__REQUIRED WORK__
From the listing below, pull out the lines that hold "region".

__DATASET__
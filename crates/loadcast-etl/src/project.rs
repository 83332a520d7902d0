//! Final column projection for the feature dataset.

use anyhow::{Context, Result};
use polars::prelude::*;

/// Column set and order of the persisted feature dataset.
pub const FEATURE_COLUMNS: [&str; 12] = [
    "timestamp",
    "region",
    "load_mw",
    "is_holiday",
    "day_of_week",
    "is_weekend",
    "lag_1h",
    "lag_24h",
    "lag_7d",
    "rolling_mean_24h",
    "year",
    "month",
];

/// Select and order the final columns, dropping internal helpers (`date`).
pub fn project_features(frame: &DataFrame) -> Result<DataFrame> {
    let mut columns = Vec::with_capacity(FEATURE_COLUMNS.len());
    for name in FEATURE_COLUMNS {
        let series = frame
            .column(name)
            .with_context(|| format!("final projection requires column '{name}'"))?;
        columns.push(series.clone());
    }
    DataFrame::new(columns).context("assembling feature dataset")
}
//! Feature-engineering pipeline for hourly electricity load.
//!
//! The pipeline turns irregular, multi-source, multi-region load series into a
//! complete hourly feature grid: union of per-region sources, gap-free time
//! grid, calendar/holiday enrichment, per-region lag and rolling-window
//! features, and a partitioned Parquet feature dataset.
//!
//! Every stage is a pure `DataFrame -> Result<DataFrame>` function; the
//! [`pipeline::FeaturePipeline`] object composes them from a declarative
//! configuration. There is no global pipeline state.

pub mod calendar;
mod columns;
pub mod config;
pub mod grid;
pub mod pipeline;
pub mod project;
pub mod union;
pub mod window;

pub use config::{OutputSpec, PipelineConfig};
pub use pipeline::{FeaturePipeline, RunSummary};
//! Column extraction helpers shared by the pipeline stages.

use anyhow::{Context, Result};
use polars::prelude::*;

use loadcast_core::LoadcastError;

/// A required Utf8 column as owned strings; nulls are a schema violation.
pub fn column_str(df: &DataFrame, column: &str) -> Result<Vec<String>> {
    let chunked = df
        .column(column)?
        .utf8()
        .with_context(|| format!("column '{column}' must be utf8"))?;
    chunked
        .into_iter()
        .enumerate()
        .map(|(row, opt)| {
            opt.map(|v| v.to_string()).ok_or_else(|| {
                LoadcastError::Schema(format!("null value at row {row} of column '{column}'"))
                    .into()
            })
        })
        .collect()
}

/// A required Int64 column; nulls are a schema violation.
pub fn column_i64(df: &DataFrame, column: &str) -> Result<Vec<i64>> {
    let chunked = df
        .column(column)?
        .i64()
        .with_context(|| format!("column '{column}' must be Int64"))?;
    chunked
        .into_iter()
        .enumerate()
        .map(|(row, opt)| {
            opt.ok_or_else(|| {
                LoadcastError::Schema(format!("null value at row {row} of column '{column}'"))
                    .into()
            })
        })
        .collect()
}

/// A required Float64 column; nulls are a schema violation.
pub fn column_f64(df: &DataFrame, column: &str) -> Result<Vec<f64>> {
    let chunked = df
        .column(column)?
        .f64()
        .with_context(|| format!("column '{column}' must be Float64"))?;
    chunked
        .into_iter()
        .enumerate()
        .map(|(row, opt)| {
            opt.ok_or_else(|| {
                LoadcastError::Schema(format!("null value at row {row} of column '{column}'"))
                    .into()
            })
        })
        .collect()
}

/// A Float64 column with nulls preserved.
pub fn column_f64_opt(df: &DataFrame, column: &str) -> Result<Vec<Option<f64>>> {
    let chunked = df
        .column(column)?
        .f64()
        .with_context(|| format!("column '{column}' must be Float64"))?;
    Ok(chunked.into_iter().collect())
}

/// An Int32 column with nulls mapped to a default.
pub fn column_i32_filled(df: &DataFrame, column: &str, default: i32) -> Result<Vec<i32>> {
    let chunked = df
        .column(column)?
        .i32()
        .with_context(|| format!("column '{column}' must be Int32"))?;
    Ok(chunked.into_iter().map(|opt| opt.unwrap_or(default)).collect())
}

__EXERCISE SOLUTION__
    "region",
//! The pipeline turns irregular, multi-source, multi-region load series into a
//! complete hourly feature grid: union of per-region sources, gap-free time
//! grid, calendar/holiday enrichment, per-region lag and rolling-window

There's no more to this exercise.